[Material provided — start]

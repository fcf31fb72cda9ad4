use async_trait::async_trait;
use chrono::Utc;
use tokio::sync::RwLock;
use uuid::Uuid;

use crate::models::{Event, EventChanges, NewEvent, UpdatedEvent};
use crate::storage::{EventStore, StoreResult};

/// Process-local event store. Nothing survives a restart.
#[derive(Default)]
pub struct MemoryEventStore {
    events: RwLock<Vec<Event>>,
}

impl MemoryEventStore {
    pub fn new() -> Self {
        Self::default()
    }
}

#[async_trait]
impl EventStore for MemoryEventStore {
    async fn list(&self) -> StoreResult<Vec<Event>> {
        Ok(self.events.read().await.clone())
    }

    async fn get(&self, id: Uuid) -> StoreResult<Option<Event>> {
        Ok(self.events.read().await.iter().find(|e| e.id == id).cloned())
    }

    async fn insert(&self, event: NewEvent) -> StoreResult<Event> {
        let now = Utc::now();
        let event = Event {
            id: Uuid::new_v4(),
            name: event.name,
            place: event.place,
            date: event.date,
            image: event.image,
            created_at: now,
            updated_at: now,
        };
        self.events.write().await.push(event.clone());
        Ok(event)
    }

    async fn update(&self, id: Uuid, changes: EventChanges) -> StoreResult<Option<UpdatedEvent>> {
        let mut events = self.events.write().await;
        let Some(event) = events.iter_mut().find(|e| e.id == id) else {
            return Ok(None);
        };

        let previous_image = event.image.clone();
        event.name = changes.name;
        event.place = changes.place;
        event.date = changes.date;
        if let Some(image) = changes.image {
            event.image = Some(image);
        }
        event.updated_at = Utc::now();

        Ok(Some(UpdatedEvent {
            event: event.clone(),
            previous_image,
        }))
    }

    async fn delete(&self, id: Uuid) -> StoreResult<Option<Event>> {
        let mut events = self.events.write().await;
        let index = events.iter().position(|e| e.id == id);
        Ok(index.map(|index| events.remove(index)))
    }
}
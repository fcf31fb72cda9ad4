use std::env;
use std::net::IpAddr;
use std::path::PathBuf;
use std::time::Duration;

use thiserror::Error;

pub mod cors;
pub mod security;

pub use cors::create_cors_layer;
pub use security::apply_security_headers;

const DEFAULT_DATABASE_URL: &str = "postgres://localhost/events";
const DEFAULT_HOST: &str = "0.0.0.0";
const DEFAULT_PORT: u16 = 3001;
const DEFAULT_UPLOAD_DIR: &str = "uploads";
const DEFAULT_CLOUDINARY_FOLDER: &str = "events";
const DEFAULT_CLOUDINARY_TIMEOUT_SECS: u64 = 30;
const DEFAULT_MAX_UPLOAD_BYTES: usize = 10 * 1024 * 1024;
const DEFAULT_DB_MAX_CONNECTIONS: u32 = 5;
pub const DEFAULT_ALLOWED_ORIGINS: &str = "http://localhost:5173,http://localhost:3000";

#[derive(Debug, Error, PartialEq, Eq)]
pub enum ConfigError {
    #[error("missing required environment variable {0}")]
    Missing(&'static str),

    #[error("invalid value {value:?} for {key}")]
    Invalid { key: &'static str, value: String },
}

#[derive(Debug, Clone, Copy, PartialEq, Eq)]
pub enum EventStoreKind {
    Postgres,
    Memory,
}

#[derive(Debug, Clone, PartialEq, Eq)]
pub struct CloudinaryConfig {
    pub cloud_name: String,
    pub api_key: String,
    pub api_secret: String,
    pub folder: String,
    /// Upper bound on each upload or destroy call, connect through body.
    pub timeout: Duration,
}

#[derive(Debug, Clone, PartialEq, Eq)]
pub enum ImageStorageConfig {
    Local { dir: PathBuf },
    Cloudinary(CloudinaryConfig),
}

#[derive(Debug, Clone)]
pub struct Config {
    pub database_url: String,
    pub event_store: EventStoreKind,
    pub db_max_connections: u32,
    pub host: IpAddr,
    pub port: u16,
    /// Overrides the base URL derived from request headers when set.
    pub public_base_url: Option<String>,
    pub image_storage: ImageStorageConfig,
    pub max_upload_bytes: usize,
    pub cors_allowed_origins: Vec<String>,
    pub production: bool,
}

impl Config {
    pub fn from_env() -> Result<Self, ConfigError> {
        Self::from_lookup(|key| env::var(key).ok())
    }

    /// Builds the configuration from an arbitrary key lookup. Empty values
    /// count as unset.
    pub fn from_lookup<F>(lookup: F) -> Result<Self, ConfigError>
    where
        F: Fn(&str) -> Option<String>,
    {
        let get = |key: &str| {
            lookup(key)
                .map(|v| v.trim().to_string())
                .filter(|v| !v.is_empty())
        };

        let event_store = match get("EVENT_STORE").as_deref() {
            None | Some("postgres") => EventStoreKind::Postgres,
            Some("memory") => EventStoreKind::Memory,
            Some(other) => {
                return Err(ConfigError::Invalid {
                    key: "EVENT_STORE",
                    value: other.to_string(),
                })
            }
        };

        let image_storage = match get("IMAGE_STORAGE").as_deref() {
            None | Some("local") => ImageStorageConfig::Local {
                dir: PathBuf::from(
                    get("UPLOAD_DIR").unwrap_or_else(|| DEFAULT_UPLOAD_DIR.to_string()),
                ),
            },
            Some("cloudinary") => ImageStorageConfig::Cloudinary(CloudinaryConfig {
                cloud_name: get("CLOUDINARY_CLOUD_NAME")
                    .ok_or(ConfigError::Missing("CLOUDINARY_CLOUD_NAME"))?,
                api_key: get("CLOUDINARY_API_KEY").ok_or(ConfigError::Missing("CLOUDINARY_API_KEY"))?,
                api_secret: get("CLOUDINARY_API_SECRET")
                    .ok_or(ConfigError::Missing("CLOUDINARY_API_SECRET"))?,
                folder: get("CLOUDINARY_FOLDER")
                    .unwrap_or_else(|| DEFAULT_CLOUDINARY_FOLDER.to_string()),
                timeout: Duration::from_secs(parse_or(
                    "CLOUDINARY_TIMEOUT_SECS",
                    get("CLOUDINARY_TIMEOUT_SECS"),
                    Some(DEFAULT_CLOUDINARY_TIMEOUT_SECS),
                )?),
            }),
            Some(other) => {
                return Err(ConfigError::Invalid {
                    key: "IMAGE_STORAGE",
                    value: other.to_string(),
                })
            }
        };

        let host: IpAddr = parse_or("HOST", get("HOST"), DEFAULT_HOST.parse().ok())?;
        let port = parse_or("PORT", get("PORT"), Some(DEFAULT_PORT))?;
        let max_upload_bytes =
            parse_or("MAX_UPLOAD_BYTES", get("MAX_UPLOAD_BYTES"), Some(DEFAULT_MAX_UPLOAD_BYTES))?;
        let db_max_connections = parse_or(
            "DB_MAX_CONNECTIONS",
            get("DB_MAX_CONNECTIONS"),
            Some(DEFAULT_DB_MAX_CONNECTIONS),
        )?;

        let cors_allowed_origins = get("CORS_ALLOWED_ORIGINS")
            .unwrap_or_else(|| DEFAULT_ALLOWED_ORIGINS.to_string())
            .split(',')
            .map(str::trim)
            .filter(|origin| !origin.is_empty())
            .map(str::to_string)
            .collect();

        Ok(Self {
            database_url: get("DATABASE_URL").unwrap_or_else(|| DEFAULT_DATABASE_URL.to_string()),
            event_store,
            db_max_connections,
            host,
            port,
            public_base_url: get("PUBLIC_BASE_URL").map(|url| url.trim_end_matches('/').to_string()),
            image_storage,
            max_upload_bytes,
            cors_allowed_origins,
            production: get("RUST_ENV")
                .map(|v| v.eq_ignore_ascii_case("production"))
                .unwrap_or(false),
        })
    }

    /// Directory to serve under `/uploads`, only when images live on local disk.
    pub fn local_upload_dir(&self) -> Option<&PathBuf> {
        match &self.image_storage {
            ImageStorageConfig::Local { dir } => Some(dir),
            ImageStorageConfig::Cloudinary(_) => None,
        }
    }
}

fn parse_or<T: std::str::FromStr>(
    key: &'static str,
    raw: Option<String>,
    default: Option<T>,
) -> Result<T, ConfigError> {
    match raw {
        Some(value) => value
            .parse()
            .map_err(|_| ConfigError::Invalid { key, value }),
        None => default.ok_or(ConfigError::Missing(key)),
    }
}
use axum::extract::DefaultBodyLimit;
use axum::routing::{delete, get, post, put};
use axum::Router;
use tower_http::services::ServeDir;
use tower_http::trace::TraceLayer;

use crate::config::{apply_security_headers, create_cors_layer, Config};
use crate::handlers::{
    create_event, delete_event, get_event, health_check, list_events, update_event,
};
use crate::state::AppState;
use crate::storage::images::UPLOADS_ROUTE;

pub fn create_routes(state: AppState, config: &Config) -> Router {
    let mut router = Router::new()
        .route("/", get(list_events))
        .route("/health", get(health_check))
        .route("/getEvent/:id", get(get_event))
        .route("/createEvent", post(create_event))
        .route("/updateEvent/:id", put(update_event))
        .route("/deleteEvent/:id", delete(delete_event))
        .layer(DefaultBodyLimit::max(config.max_upload_bytes))
        .with_state(state);

    if let Some(dir) = config.local_upload_dir() {
        router = router.nest_service(UPLOADS_ROUTE, ServeDir::new(dir));
    }

    apply_security_headers(router, config.production)
        .layer(TraceLayer::new_for_http())
        .layer(create_cors_layer(&config.cors_allowed_origins))
}
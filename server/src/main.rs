use std::net::SocketAddr;
use std::sync::Arc;

use axum::Router;
use dotenvy::dotenv;
use sqlx::postgres::PgPoolOptions;
use tokio::net::TcpListener;
use tracing_subscriber::EnvFilter;

use event_crud_server::config::{Config, EventStoreKind, ImageStorageConfig};
use event_crud_server::routes::create_routes;
use event_crud_server::services::EventService;
use event_crud_server::state::AppState;
use event_crud_server::storage::images::{CloudinaryImageStore, ImageStore, LocalImageStore};
use event_crud_server::storage::{EventStore, MemoryEventStore, PgEventStore};

#[tokio::main]
async fn main() {
    dotenv().ok();
    tracing_subscriber::fmt()
        .with_env_filter(
            EnvFilter::try_from_default_env()
                .unwrap_or_else(|_| EnvFilter::new("info,tower_http=debug")),
        )
        .init();

    let config = Config::from_env().expect("Invalid configuration");

    let mut pool = None;
    let events: Arc<dyn EventStore> = match config.event_store {
        EventStoreKind::Postgres => {
            let pg_pool = PgPoolOptions::new()
                .max_connections(config.db_max_connections)
                .connect(&config.database_url)
                .await
                .expect("Failed to connect to database");

            tracing::info!("Successfully connected to database");

            sqlx::migrate!()
                .run(&pg_pool)
                .await
                .expect("Failed to run migrations");

            tracing::info!("Migrations run successfully");

            pool = Some(pg_pool.clone());
            Arc::new(PgEventStore::new(pg_pool))
        }
        EventStoreKind::Memory => {
            tracing::warn!("Using in-memory event store; events are lost on restart");
            Arc::new(MemoryEventStore::new())
        }
    };

    let images: Arc<dyn ImageStore> = match &config.image_storage {
        ImageStorageConfig::Local { dir } => {
            tokio::fs::create_dir_all(dir)
                .await
                .expect("Failed to create upload directory");
            tracing::info!(dir = %dir.display(), "Storing images on local disk");
            Arc::new(LocalImageStore::new(dir.clone()))
        }
        ImageStorageConfig::Cloudinary(cloudinary) => {
            tracing::info!(folder = %cloudinary.folder, "Storing images on Cloudinary");
            Arc::new(
                CloudinaryImageStore::new(cloudinary.clone())
                    .expect("Failed to build media host client"),
            )
        }
    };

    let state = AppState::new(
        EventService::new(events, images),
        config.public_base_url.clone(),
    );
    let app: Router = create_routes(state, &config);

    let addr = SocketAddr::new(config.host, config.port);
    tracing::info!("🚀 Server running at http://{}", addr);

    let listener = TcpListener::bind(addr)
        .await
        .expect("Failed to bind address");

    axum::serve(listener, app)
        .with_graceful_shutdown(shutdown_signal())
        .await
        .expect("Server failed");

    if let Some(pool) = pool {
        pool.close().await;
        tracing::info!("Database connections closed");
    }
}

async fn shutdown_signal() {
    let ctrl_c = async {
        tokio::signal::ctrl_c()
            .await
            .expect("Failed to install Ctrl+C handler");
    };

    #[cfg(unix)]
    let terminate = async {
        tokio::signal::unix::signal(tokio::signal::unix::SignalKind::terminate())
            .expect("Failed to install signal handler")
            .recv()
            .await;
    };

    #[cfg(not(unix))]
    let terminate = std::future::pending::<()>();

    tokio::select! {
        _ = ctrl_c => {},
        _ = terminate => {},
    }

    tracing::info!("Shutdown signal received");
}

[Material provided — finish]

Every line that contains the string "ServeDir" should be copied from the records.

— Exercise response —
use tower_http::services::ServeDir;
        router = router.nest_service(UPLOADS_ROUTE, ServeDir::new(dir));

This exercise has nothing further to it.